# Heater problems...



## RatTerrier (Jan 15, 2005)

My '02 Altima 3.5L doesn't heat correctly...engine temp is nice n warm in the middle of the guage....and as long as I'm driving it blows warm air out of the vents/ defrost/ floor...where ever.....it heats up fine, when I come to a stop light/ sign, it cools down FAST and then blows cool/cold air (depending on outside temp) instead of warm air. Anyone have this problem/ have a clue on what it could be??


----------



## metro273 (Sep 16, 2005)

RatTerrier said:


> My '02 Altima 3.5L doesn't heat correctly...engine temp is nice n warm in the middle of the guage....and as long as I'm driving it blows warm air out of the vents/ defrost/ floor...where ever.....it heats up fine, when I come to a stop light/ sign, it cools down FAST and then blows cool/cold air (depending on outside temp) instead of warm air. Anyone have this problem/ have a clue on what it could be??

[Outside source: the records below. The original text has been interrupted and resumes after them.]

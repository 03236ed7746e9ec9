// III-IV
// Copyright 2023 Julio Merino
//
// Licensed under the Apache License, Version 2.0 (the "License"); you may not
// use this file except in compliance with the License.  You may obtain a copy
// of the License at:
//
//     http://www.apache.org/licenses/LICENSE-2.0
//
// Unless required by applicable law or agreed to in writing, software
// distributed under the License is distributed on an "AS IS" BASIS, WITHOUT
// WARRANTIES OR CONDITIONS OF ANY KIND, either express or implied.  See the
// License for the specific language governing permissions and limitations
// under the License.

//! Page to show the details of a campground and its reviews.

use crate::driver::Driver;
use crate::model::CampgroundId;
use crate::views;
use axum::extract::State;
use axum::response::Html;
use campgrounds_core::rest::{EmptyBody, PathParams, RestResult};

/// GET handler for this page.
pub(crate) async fn handler(
    State(driver): State<Driver>,
    PathParams(id): PathParams<String>,
    _: EmptyBody,
) -> RestResult<Html<String>> {
    let id = CampgroundId::parse(&id)?;
    let (campground, reviews) = driver.get_campground_with_reviews(id).await?;
    views::show(&campground, &reviews)
}
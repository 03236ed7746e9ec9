// III-IV
// Copyright 2023 Julio Merino
//
// Licensed under the Apache License, Version 2.0 (the "License"); you may not
// use this file except in compliance with the License.  You may obtain a copy
// of the License at:
//
//     http://www.apache.org/licenses/LICENSE-2.0
//
// Unless required by applicable law or agreed to in writing, software
// distributed under the License is distributed on an "AS IS" BASIS, WITHOUT
// WARRANTIES OR CONDITIONS OF ANY KIND, either express or implied.  See the
// License for the specific language governing permissions and limitations
// under the License.

//! Operations on the collection of campgrounds.

use crate::db;
use crate::driver::Driver;
use crate::model::*;
use campgrounds_core::driver::DriverResult;
use log::info;

impl Driver {
    /// Gets all campgrounds in creation order.
    pub(crate) async fn get_campgrounds(self) -> DriverResult<Vec<Campground>> {
        let campgrounds = db::get_campgrounds(&mut self.db.ex().await?).await?;
        Ok(campgrounds)
    }

    /// Creates a new campground with `data`.
    pub(crate) async fn create_campground(self, data: CampgroundData) -> DriverResult<Campground> {
        let mut tx = self.db.begin().await?;
        let campground = db::create_campground(tx.ex(), data).await?;
        tx.commit().await?;
        info!("Created campground {}", campground.id());
        Ok(campground)
    }
}
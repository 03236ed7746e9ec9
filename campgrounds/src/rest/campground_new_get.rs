// III-IV
// Copyright 2023 Julio Merino
//
// Licensed under the Apache License, Version 2.0 (the "License"); you may not
// use this file except in compliance with the License.  You may obtain a copy
// of the License at:
//
//     http://www.apache.org/licenses/LICENSE-2.0
//
// Unless required by applicable law or agreed to in writing, software
// distributed under the License is distributed on an "AS IS" BASIS, WITHOUT
// WARRANTIES OR CONDITIONS OF ANY KIND, either express or implied.  See the
// License for the specific language governing permissions and limitations
// under the License.

//! Page with the form to create a new campground.

use crate::views;
use axum::response::Html;
use campgrounds_core::rest::{EmptyBody, RestResult};

/// GET handler for this page.
pub(crate) async fn handler(_: EmptyBody) -> RestResult<Html<String>> {
    views::new_campground()
}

Your coolant is low. To verify this, make sure the inside of your car is quiet and the vehicle is idling, with the windows closed. Hit the gas pedal a couple times and you should here a sound like a rush of water, behind the glove box area. If you hear this, you are low on coolant. Check your radiator cap and most likely, that's the problem, due to an expanded rubber gasket on the inside of the cap. There is a procedure for properly bleeding the cooling system correctly.


----------



## RatTerrier (Jan 15, 2005)

metro273 said:


> Your coolant is low. To verify this, make sure the inside of your car is quiet and the vehicle is idling, with the windows closed. Hit the gas pedal a couple times and you should here a sound like a rush of water, behind the glove box area. If you hear this, you are low on coolant. Check your radiator cap and most likely, that's the problem, due to an expanded rubber gasket on the inside of the cap. There is a procedure for properly bleeding the cooling system correctly.

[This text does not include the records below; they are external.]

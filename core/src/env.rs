// III-IV
// Copyright 2023 Julio Merino
//
// Licensed under the Apache License, Version 2.0 (the "License"); you may not
// use this file except in compliance with the License.  You may obtain a copy
// of the License at:
//
//     http://www.apache.org/licenses/LICENSE-2.0
//
// Unless required by applicable law or agreed to in writing, software
// distributed under the License is distributed on an "AS IS" BASIS, WITHOUT
// WARRANTIES OR CONDITIONS OF ANY KIND, either express or implied.  See the
// License for the specific language governing permissions and limitations
// under the License.

//! Utilities to deal with environment variables.

use std::env;

/// Result type for environment errors.
type Result<T> = std::result::Result<T, String>;

/// Wrapper around an environment variable's value to support conversions to other types.
pub struct Value(String);

impl TryFrom<Value> for String {
    type Error = String;

    fn try_from(value: Value) -> std::result::Result<Self, Self::Error> {
        Ok(value.0)
    }
}

/// Generates a `TryFrom<Value>` for a type that can be parsed by `FromStr`.
macro_rules! tryfrom_value_for_fromstr [
    ( $t:ty ) => {
        impl TryFrom<Value> for $t {
            type Error = String;

            fn try_from(value: Value) -> std::result::Result<Self, Self::Error> {
                value.0.parse::<$t>().map_err(|e| format!("Invalid {}: {}", stringify!($t), e))
            }
        }
    }
];

tryfrom_value_for_fromstr!(bool);
tryfrom_value_for_fromstr!(u16);
tryfrom_value_for_fromstr!(u32);

/// Gets an optional environment variable whose name is `<prefix>_<suffix>` with a conversion to
/// a target type `T`.  Returns `None` if the variable is not set.
pub fn get_optional_var<T: TryFrom<Value, Error = String>>(
    prefix: &str,
    suffix: &str,
) -> Result<Option<T>> {
    let name = format!("{}_{}", prefix, suffix);
    match env::var(&name) {
        Ok(value) => match Value(value).try_into() {
            Ok(value) => Ok(Some(value)),
            Err(e) => Err(format!("Invalid type in environment variable {}: {}", name, e)),
        },
        Err(env::VarError::NotPresent) => Ok(None),
        Err(env::VarError::NotUnicode(_)) => {
            Err(format!("Invalid value in environment variable {}", name))
        }
    }
}

/// Gets a required environment variable whose name is `<prefix>_<suffix>` with a conversion to
/// a target type `T`.
pub fn get_required_var<T: TryFrom<Value, Error = String>>(
    prefix: &str,
    suffix: &str,
) -> Result<T> {
    match get_optional_var(prefix, suffix)? {
        Some(value) => Ok(value),
        None => Err(format!("Required environment variable {}_{} not present", prefix, suffix)),
    }
}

Metro, thanks for the info man. Yeah I have heard a rush of water sound from up under the dash.....I've always thought "WTF is that" and never considered I could be low on coolant. Heck, I never figured bein low on coolant would make your heater act wierd. I added some coolant and what do ya know, I have heat at stop signs and stop lights. :thumbup: Thanks again man I appreciate it!! :cheers: :cheers: :cheers: :cheers:


----------